Ryan Marshall, 27, moved in to a one-bedroom, one-bathroom Town Westshore apartment about a year ago — and even then, he said he had to act fast. He committed to renting it within one day of seeing the model apartment and did not see his specific unit before deciding. He said he pays about $1,600 monthly. He works for a company that helps schools manage their Apple devices remotely.
Marshall said he sought out the Westshore Marina District because it’s right on the water and a short drive away from St. Petersburg.
“I just knew they had all this stuff planned here and I wanted to be here for it,” he said. “It’s not just an apartment complex in its own little world, it’s got a plan and development for this little community.”
His building has a mix of age groups, he said, including a lot of people with military connections because of the district’s proximity to MacDill Air Force Base.
The three luxury condo towers, which will also feature separate waterfront townhomes and rooftop pools on top of the parking garages, are being developed by BTI Partners. The first tower is expected to be completed next summer.
People who live in the towers can also get a spot in the future residents-only 150-slip marina that BTI Partners say is unique for a new residential development in Tampa Bay. They said they believe that will significantly up the value of their condos.
“We’re boasting the fact that you can walk out your front door and literally walk to your boat,” said Scott Andersen, vice president of west coast operations for BTI Partners. “The boating industry is on fire ... There are people that have bought slips that are owners that don’t plan to even have a boat, they’re just doing it for the investment.”
Still, despite the different companies involved, Andersen said it was important they avoid one pitfall of some quickly erected communities: a mismatch of styles. He said Noah Breakstone, BTI’s CEO, has maintained a strict approval process for all the buildings’ appearances.

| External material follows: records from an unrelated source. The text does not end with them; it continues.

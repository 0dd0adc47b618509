pub mod catalog;
pub mod dispatcher;
pub mod error;
pub mod extractor;
pub mod fingerprint;
pub mod model;
pub mod outbox;
pub mod receipts;
pub mod reconciler;
pub mod strategy;

pub use catalog::{CatalogStore, InMemoryCatalogStore, PostgresCatalogStore};
pub use dispatcher::{send_event, Dispatcher, SendOutcome, TransportFactory};
pub use error::{CoreError, Result};
pub use extractor::{CrawlExecutor, MediaDescriptor, PriceRecord, ProductRecord};
pub use model::*;
pub use outbox::{InMemoryOutboxStore, OutboxStore, PostgresOutboxStore};
pub use receipts::{InMemoryReceiptStore, PostgresReceiptStore, ReceiptStore};
pub use reconciler::{ReconcileOutcome, Reconciler};
pub use strategy::{Action, ChatTransport, MediaItem, StrategyKind};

“One of the builders, who I won’t say their name ... they wanted the building to look like maybe a Key West type thing, pastels, (and) they actually started painting one side of their building pink — unapproved,” Andersen said. “Noah called the developer and said ... ‘Sell your pink paint.’”
“When you drive through the district now, to me, it blends,” he added. “It all feels good.”
Editor’s note: A previous version of this story misstated the name of the surf shop in the Westshore Marina District and the name of the boat-up restaurant.